Some of these nurses' stories were recorded on audiotape in interviews conducted in 1989 by Hannah Millward Fisher of Corona, Arizona. Hannah was studying "diploma schools of nursing" (hospital-operated schools) when she conducted the interviews. We will also hear from former Brownsville General Hospital nurses with whom I have spoken recently.
One nurse whom Hannah Fisher interviewed was the late Helen Shallenberger of Brownsville, a 1933 graduate of the Brownsville General Hospital School of Nursing.
"Did you need to have a high school diploma to enter the nursing school in 1929?" Hannah Fisher asked Helen.
"Yes," confirmed Helen. "We were the first class that had to have graduated from high school."
"Do you recall what your nurse's training cost?"
"For three years, approximately $125," said Helen. "That paid for your books and room and board. We were paid $9 a month. After we graduated, we got $10. They took care of providing and laundering our uniforms, but we had to purchase the shoes and stockings, things like that."
That mirrors conditions at the time in schools of nursing at big city hospitals. The late Mary Snyder McClelland, who lived on High Street in Brownsville, was a 1928 graduate of the West Penn Hospital School of Nursing. She later served as a nursing supervisor at Brownsville General Hospital, retiring in 1971.
"We got a stipend of ten dollars per month," Mary said of her nursing school days. "If you broke a glass, a thermometer, anything, it was taken out of that stipend. The portion of the stipend that was not forfeited due to breakage each month was given to us."
"If you ever broke a boat of thermometers," joked Hannah, "your whole stipend would have gone down the drain."
"A couple of them!" laughed Mary.
Blanche Porter Pursglove of Pearl Street, Brownsville, graduated from Brownsville's School of Nursing in 1948. She was later a staff nurse and a head nurse at Brownsville General Hospital. Blanche explained to Hannah Fisher why her nursing education was practically free.
"Because of a shortage of nurses during World War II, the U. S. government had created a "Cadet" program to attract women to nursing," Blanche explained. "All nine of the girls in my class were in the Cadet program. So really, it didn't cost me anything to go into training, because the government took care of that expense. Everything was furnished. The uniforms were laundered by the hospital. Bed linens were supplied. Your room, board, and books were supplied. You just had to provide for your own personal spending money. It was really a great opportunity."
After listening to her 1989 interview, I recently asked Blanche, "Were you obligated to join the military when your education was complete?"
"No, they gave you a choice," Blanche told me. "You could apply to go to an Indian reservation or a veterans' hospital. They didn't accept everybody. There were just a few in each class taken to serve that way. I put in for an Indian reservation, but I didn't get to do it, so I stayed in Brownsville."

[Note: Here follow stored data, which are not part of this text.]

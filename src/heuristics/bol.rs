use super::ShipmentRecord;
use super::quantity::{resolve_quantity, split_csv_like};
use regex::Regex;
use std::sync::LazyLock;

// Each field is an independent keyword-anchored search over the whole page;
// first match wins, absence degrades to the empty default. Patterns are
// compiled once — extraction runs in a per-page loop.
static CARRIER_RE: LazyLock<Regex> = LazyLock::new(|| Regex::new(r"Carrier:\s*(.+)").unwrap());
static SALES_ORDER_RE: LazyLock<Regex> =
    LazyLock::new(|| Regex::new(r"Sales Order:\s*(SO-\d+[\w-]*)").unwrap());
static PRO_NUMBER_RE: LazyLock<Regex> =
    LazyLock::new(|| Regex::new(r"Pro Number:\s*(\d+)").unwrap());
static JOB_NAME_RE: LazyLock<Regex> = LazyLock::new(|| Regex::new(r"Job Name:\s*(.+)").unwrap());
static LOAD_NUMBER_RE: LazyLock<Regex> =
    LazyLock::new(|| Regex::new(r"Load Number:\s*(.+)").unwrap());
static PIECES_RE: LazyLock<Regex> =
    LazyLock::new(|| Regex::new(r"(?i)Pieces\s*[:\-]?\s*(\d+)").unwrap());

/// Main extraction entry point for one page of BOL text.
pub fn extract(text: &str) -> ShipmentRecord {
    let job_raw = extract_job_raw(text).unwrap_or_default();

    // Legacy documents carry no Job Name field at all — those fall back to
    // a case-insensitive "Pieces" count and bypass the resolver entirely.
    let quantity = if job_raw.is_empty() {
        extract_pieces_count(text).unwrap_or_else(|| resolve_quantity(&job_raw).0)
    } else {
        resolve_quantity(&job_raw).0
    };

    ShipmentRecord {
        sales_order: extract_sales_order(text).unwrap_or_default(),
        carrier_code: extract_carrier_code(text).unwrap_or_default(),
        tracking_id: extract_tracking_id(text).unwrap_or_default(),
        load_tokens: extract_load_tokens(text),
        job_raw,
        quantity,
    }
}

/// First whitespace token after "Carrier:" — the SCAC, not the full name.
pub fn extract_carrier_code(text: &str) -> Option<String> {
    let cap = CARRIER_RE.captures(text)?;
    cap[1].trim().split_whitespace().next().map(str::to_string)
}

/// "Sales Order:" value matching SO-<digits> plus optional word/hyphen tail.
pub fn extract_sales_order(text: &str) -> Option<String> {
    SALES_ORDER_RE.captures(text).map(|c| c[1].to_string())
}

/// Digits after "Pro Number:" — the carrier tracking id.
pub fn extract_tracking_id(text: &str) -> Option<String> {
    PRO_NUMBER_RE.captures(text).map(|c| c[1].to_string())
}

/// Raw "Job Name:" text to end of line, trimmed.
pub fn extract_job_raw(text: &str) -> Option<String> {
    JOB_NAME_RE.captures(text).map(|c| c[1].trim().to_string())
}

/// "Load Number:" tokens in document order.
pub fn extract_load_tokens(text: &str) -> Vec<String> {
    LOAD_NUMBER_RE
        .captures(text)
        .map(|c| split_csv_like(&c[1]))
        .unwrap_or_default()
}

/// Legacy fallback: "Pieces" with optional ":" or "-", any case.
pub fn extract_pieces_count(text: &str) -> Option<u32> {
    PIECES_RE.captures(text).and_then(|c| c[1].parse().ok())
}

#[cfg(test)]
mod tests {
    use super::*;

    const PAGE: &str = "\
Ship Date: 07/30/2026
Carrier: FEDX EXPRESS
Sales Order: SO-12345-A
Pro Number: 998877
Job Name: 3
Load Number: c16, a26
";

    #[test]
    fn carrier_code_is_first_token_only() {
        assert_eq!(extract_carrier_code(PAGE).as_deref(), Some("FEDX"));
        assert_eq!(extract_carrier_code("no such label"), None);
    }

    #[test]
    fn sales_order_requires_so_prefix() {
        assert_eq!(extract_sales_order(PAGE).as_deref(), Some("SO-12345-A"));
        assert_eq!(extract_sales_order("Sales Order: 12345"), None);
    }

    #[test]
    fn tracking_id_is_digits_only() {
        assert_eq!(extract_tracking_id(PAGE).as_deref(), Some("998877"));
        assert_eq!(extract_tracking_id("Pro Number: n/a"), None);
    }

    #[test]
    fn load_tokens_keep_document_order() {
        assert_eq!(extract_load_tokens(PAGE), vec!["c16", "a26"]);
        assert_eq!(extract_load_tokens("Load Number:  "), Vec::<String>::new());
    }

    #[test]
    fn pieces_fallback_is_case_insensitive_with_optional_separator() {
        assert_eq!(extract_pieces_count("PIECES 4"), Some(4));
        assert_eq!(extract_pieces_count("pieces: 5"), Some(5));
        assert_eq!(extract_pieces_count("Pieces - 6"), Some(6));
        assert_eq!(extract_pieces_count("no count here"), None);
    }

    #[test]
    fn full_page_extraction() {
        let record = extract(PAGE);
        assert_eq!(record.sales_order, "SO-12345-A");
        assert_eq!(record.carrier_code, "FEDX");
        assert_eq!(record.tracking_id, "998877");
        assert_eq!(record.job_raw, "3");
        assert_eq!(record.quantity, 3);
        assert_eq!(record.load_tokens, vec!["c16", "a26"]);
    }

    #[test]
    fn pieces_wins_only_when_job_name_is_absent() {
        let legacy = "Sales Order: SO-77\nPieces: 5\nLoad Number: a, b\n";
        assert_eq!(extract(legacy).quantity, 5);

        // A present Job Name takes priority over any Pieces text.
        let both = "Sales Order: SO-77\nJob Name: 2\nPieces: 5\n";
        assert_eq!(extract(both).quantity, 2);
    }

    #[test]
    fn extraction_is_total_on_arbitrary_text() {
        let record = extract("");
        assert_eq!(record.sales_order, "");
        assert_eq!(record.carrier_code, "");
        assert_eq!(record.tracking_id, "");
        assert_eq!(record.job_raw, "");
        assert_eq!(record.quantity, 1);
        assert!(record.load_tokens.is_empty());

        // Binary-ish garbage degrades the same way.
        let record = extract("\u{0}\u{1}\u{2} Carrier Pro Pieces");
        assert_eq!(record.quantity, 1);
    }

    #[test]
    fn job_name_as_list_drives_quantity() {
        let page = "Sales Order: SO-9\nJob Name: north dock, south dock\n";
        let record = extract(page);
        assert_eq!(record.quantity, 2);
        assert_eq!(record.job_raw, "north dock, south dock");
    }
}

Helen Varnak Kelly, presently of Brownsville, was a Merrittstown resident when she entered Brownsville's School of Nursing in 1935. She would have started her training a year earlier, but Helen lacked one critical ingredient.
"I didn't have twenty dollars!" she told me. "It was still the Depression. I graduated from Redstone High School in 1934, but because my family could not afford the twenty dollar deposit to enter the School of Nursing, I had to wait a year."
Helen told me that Brownsville's School of Nursing sent its students to several city hospitals for months of training.
"We just didn't have enough of certain types of cases at Brownsville hospital to gain the necessary experience," explained Helen. "So we went to Magee Hospital in Pittsburgh for obstetrics. Later we went to Allentown for our training in psychiatry and to Philadelphia for pediatrics. Ida Gibson from Second Street in Brownsville was my roommate at Allentown and Philadelphia."
As Helen thought about her nurses training, she said to me, "Compared to those days, nursing today is so complicated. The medicines, the equipment. . ."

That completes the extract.